I was always skeptical of that second theory. For one thing, it is axiomatic that robber flies very seldom visit flowers, and if you see one landed on a flower it is probably a coincidence. So how is it going to cosy up to insects that hang out in the same places that bumble bees do, namely flowers?

Well it was this very species, Laphria affinis, that I one day saw bumbling and buzzing clumsily around some big sprays of flowers, often stopping to hang from them as if he were interested in their pollen.


I happened to have an insect ecology class with me and I was explaining this theory to them, and how skeptical I was of it. A number of orange soldier beetles were visiting the flowers paying no more attention to the big fly than they were to the real bumble bees also there, and before we knew it, he had one.




Here maybe I had better show a pair of mating Laphria thoracica (a different species of robber fly), to prove that at least they can tell each other from bumble bees.

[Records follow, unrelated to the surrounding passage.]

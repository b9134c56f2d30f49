use axum::{
    extract::{DefaultBodyLimit, Multipart, State},
    http::header,
    response::IntoResponse,
    routing::get,
    Json, Router,
};
use bytes::Bytes;
use chrono::Utc;
use tracing::{info, instrument, warn};

use super::codec::Backup;
use super::services::{export_backup, import_backup, ImportSummary};
use crate::{
    auth::AdminUser,
    error::AppError,
    forms::REQUIRED,
    state::AppState,
};

pub fn admin_routes() -> Router<AppState> {
    Router::new()
        .route("/admin/backup", get(download).post(upload))
        .layer(DefaultBodyLimit::max(20 * 1024 * 1024)) // 20MB
}

#[instrument(skip(state))]
pub async fn download(
    State(state): State<AppState>,
    AdminUser(user_id): AdminUser,
) -> Result<impl IntoResponse, AppError> {
    let mut conn = state.db.acquire().await?;
    let backup = export_backup(&mut conn).await?;
    drop(conn);

    let body = backup.to_zip()?;
    let disposition = format!(
        "attachment; filename=\"practicelog-{}.zip\"",
        Utc::now().format("%Y-%m-%d")
    );
    info!(user_id, bytes = body.len(), "backup downloaded");
    Ok((
        [
            (header::CONTENT_TYPE, "application/zip".to_string()),
            (header::CONTENT_DISPOSITION, disposition),
        ],
        body,
    ))
}

/// POST /admin/backup (multipart)
/// Field: `file`, the zip produced by `download`.
#[instrument(skip(state, mp))]
pub async fn upload(
    State(state): State<AppState>,
    AdminUser(user_id): AdminUser,
    mut mp: Multipart,
) -> Result<Json<ImportSummary>, AppError> {
    let mut archive: Option<Bytes> = None;
    while let Some(field) = mp
        .next_field()
        .await
        .map_err(|e| AppError::invalid("file", e.body_text()))?
    {
        if field.name() == Some("file") {
            let data = field
                .bytes()
                .await
                .map_err(|e| AppError::invalid("file", e.body_text()))?;
            archive = Some(data);
        }
    }
    let Some(data) = archive.filter(|d| !d.is_empty()) else {
        warn!(user_id, "backup upload without file");
        return Err(AppError::invalid("file", REQUIRED));
    };

    let backup = Backup::from_zip(&data).map_err(|e| {
        warn!(user_id, error = %e, "backup archive rejected");
        e
    })?;

    let mut tx = state.db.begin().await?;
    let summary = import_backup(&mut tx, &backup).await?;
    tx.commit().await?;

    info!(user_id, bytes = data.len(), "backup restored");
    Ok(Json(summary))
}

I've led you carefully from step to step to help you see what I see in a remarkable horse fly I found yesterday drinking sap from a tree wound. I saw from a distance what looked to my practiced eye like the old familiar pattern. Here was a rather large stout all black insect with the yellow thorax with the bald spot in the middle. This group of flies in the genus Tabanus have a stereotyped pattern of close-together black stripes on the thorax, perhaps very difficult to alter. But horse flies I'm sure you have noticed have marvelous eyes of all colors and patterns of green or red or green-banded and so on. The males have eyes all the way across the top of their heads with thousands of lenses, and the patterns come from the light refraction from differently shaped deep-down lenses. This is where the different species get a chance to differ from each other, and it may only require a few genes to make the alteration. I think this fly has not only created a pretending bumble bee thorax, it has created a pretending thorax itself, out of its eyes. I have never seen the like before, and I can't seem to find anything like this in my books or in BugGuide (though, interestingly, I found a west-coast Tabanus that had evolved an actual furry-yellow thorax with a bald spot), and I wonder if anyone has seen this fly before and seen the bumble bee pattern, or if it is only my fascination with insect mimicry that has made me imagine it. I looked at it from different angles to see if the pattern held or was just an odd quirk from my angle of vision, and the pattern held.